More importantly, a context window is ephemeral. When the session ends, the context is gone. Your agent starts from zero next time. This is the equivalent of a developer who loses all their notes every time they close their laptop.
A memory layer solves this by acting as persistent, queryable storage that sits outside the LLM. The agent writes to it during execution and reads from it when it needs context. This is not a new idea — cognitive architectures like SOAR and ACT-R modeled human memory as distinct subsystems decades ago. What is new is applying these patterns to LLM-based agents at scale.
As Krishnan (2025) notes in AI Agents: Evolution, Architecture, and Real-World Applications, modern agent architectures integrate large language models with dedicated modules for perception, planning, and tool use. Memory is the connective tissue between those modules.
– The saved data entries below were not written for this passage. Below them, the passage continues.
//! Five-generation reclamation (spec §4.3). A background thread is not
//! spun up here directly — [`GenerationManager::reclaim`] is called by the
//! cache's own maintenance loop — but the bookkeeping (current generation
//! counters, per-session "entered" marks, and the stash of not-yet-freed
//! objects) lives in this module.

use std::sync::atomic::{AtomicU64, Ordering};
use std::sync::Mutex;

/// The five reclamation domains named in spec §4.3. Each advances
/// independently; an object's birth generation in one domain is
/// irrelevant to the others.
#[derive(Debug, Clone, Copy, PartialEq, Eq, Hash)]
pub enum Generation {
    Checkpoint,
    Commit,
    Evict,
    Hazard,
    Split,
}

pub const ALL_GENERATIONS: [Generation; 5] = [
    Generation::Checkpoint,
    Generation::Commit,
    Generation::Evict,
    Generation::Hazard,
    Generation::Split,
];

fn index(g: Generation) -> usize {
    match g {
        Generation::Checkpoint => 0,
        Generation::Commit => 1,
        Generation::Evict => 2,
        Generation::Hazard => 3,
        Generation::Split => 4,
    }
}

struct Stashed<T> {
    birth: [u64; 5],
    value: T,
}

/// Tracks, per generation, the current global counter and the set of
/// generation values sessions are still "inside". An object stashed at
/// generation N is safe to drop once the current counter exceeds N and no
/// session reports being inside any generation ≤ N.
pub struct GenerationManager<T> {
    current: [AtomicU64; 5],
    active: Mutex<[Vec<u64>; 5]>,
    stash: Mutex<Vec<Stashed<T>>>,
}

impl<T> Default for GenerationManager<T> {
    fn default() -> Self {
        Self {
            current: [
                AtomicU64::new(1),
                AtomicU64::new(1),
                AtomicU64::new(1),
                AtomicU64::new(1),
                AtomicU64::new(1),
            ],
            active: Mutex::new(Default::default()),
            stash: Mutex::new(Vec::new()),
        }
    }
}

impl<T> GenerationManager<T> {
    pub fn new() -> Self {
        Self::default()
    }

    /// Advance one generation's counter, returning the new value. Callers
    /// bump `Checkpoint` at checkpoint boundaries, `Commit` on commit,
    /// `Evict`/`Hazard` around eviction passes, and `Split` around page
    /// splits, per spec §4.3.
    pub fn advance(&self, g: Generation) -> u64 {
        self.current[index(g)].fetch_add(1, Ordering::SeqCst) + 1
    }

    pub fn current_generation(&self, g: Generation) -> u64 {
        self.current[index(g)].load(Ordering::SeqCst)
    }

    /// A session enters all five generations at their current values
    /// before touching shared state; returns the snapshot to pass to
    /// [`leave`](Self::leave).
    pub fn enter(&self) -> [u64; 5] {
        let snapshot = [
            self.current_generation(Generation::Checkpoint),
            self.current_generation(Generation::Commit),
            self.current_generation(Generation::Evict),
            self.current_generation(Generation::Hazard),
            self.current_generation(Generation::Split),
        ];
        let mut active = self.active.lock().unwrap();
        for (i, gen) in snapshot.iter().enumerate() {
            active[i].push(*gen);
        }
        snapshot
    }

    pub fn leave(&self, snapshot: [u64; 5]) {
        let mut active = self.active.lock().unwrap();
        for (i, gen) in snapshot.iter().enumerate() {
            if let Some(pos) = active[i].iter().position(|g| g == gen) {
                active[i].swap_remove(pos);
            }
        }
    }

    /// Hand an object to the stash, recording the current generation in
    /// every domain as its birth.
    pub fn stash(&self, value: T) {
        let birth = [
            self.current_generation(Generation::Checkpoint),
            self.current_generation(Generation::Commit),
            self.current_generation(Generation::Evict),
            self.current_generation(Generation::Hazard),
            self.current_generation(Generation::Split),
        ];
        self.stash.lock().unwrap().push(Stashed { birth, value });
    }

    /// Drop every stashed object whose birth generation, in every domain,
    /// is older than the oldest generation any session is still inside.
    /// Returns the number of objects freed.
    pub fn reclaim(&self) -> usize {
        let active = self.active.lock().unwrap();
        let oldest_active: [u64; 5] = std::array::from_fn(|i| {
            active[i].iter().copied().min().unwrap_or(u64::MAX)
        });
        drop(active);

        let mut stash = self.stash.lock().unwrap();
        let before = stash.len();
        stash.retain(|s| {
            let safe = s.birth.iter().zip(oldest_active.iter()).all(|(b, o)| b < o);
            !safe
        });
        before - stash.len()
    }

    pub fn stash_len(&self) -> usize {
        self.stash.lock().unwrap().len()
    }
}

#[cfg(test)]
mod tests {
    use super::*;

    #[test]
    fn reclaims_once_no_session_is_inside() {
        let mgr: GenerationManager<u32> = GenerationManager::new();
        let snapshot = mgr.enter();
        mgr.stash(42);
        assert_eq!(mgr.reclaim(), 0, "a session is still inside, must not reclaim");
        mgr.leave(snapshot);
        mgr.advance(Generation::Evict);
        assert_eq!(mgr.reclaim(), 1);
        assert_eq!(mgr.stash_len(), 0);
    }

    #[test]
    fn does_not_reclaim_across_a_still_active_session() {
        let mgr: GenerationManager<u32> = GenerationManager::new();
        let outer = mgr.enter();
        mgr.stash(1);
        let inner = mgr.enter();
        mgr.leave(inner);
        assert_eq!(mgr.reclaim(), 0);
        mgr.leave(outer);
        assert_eq!(mgr.reclaim(), 1);
    }
}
Conceptual Foundation: Types of Agent Memory
Human cognitive science distinguishes between several types of memory. Two are particularly useful for agent design: episodic memory and semantic memory.
Episodic memory stores specific events and experiences. For an agent, this means: "At 2:30 PM, I called the weather API and got a timeout error." Episodic memories are timestamped, ordered, and tied to a specific context.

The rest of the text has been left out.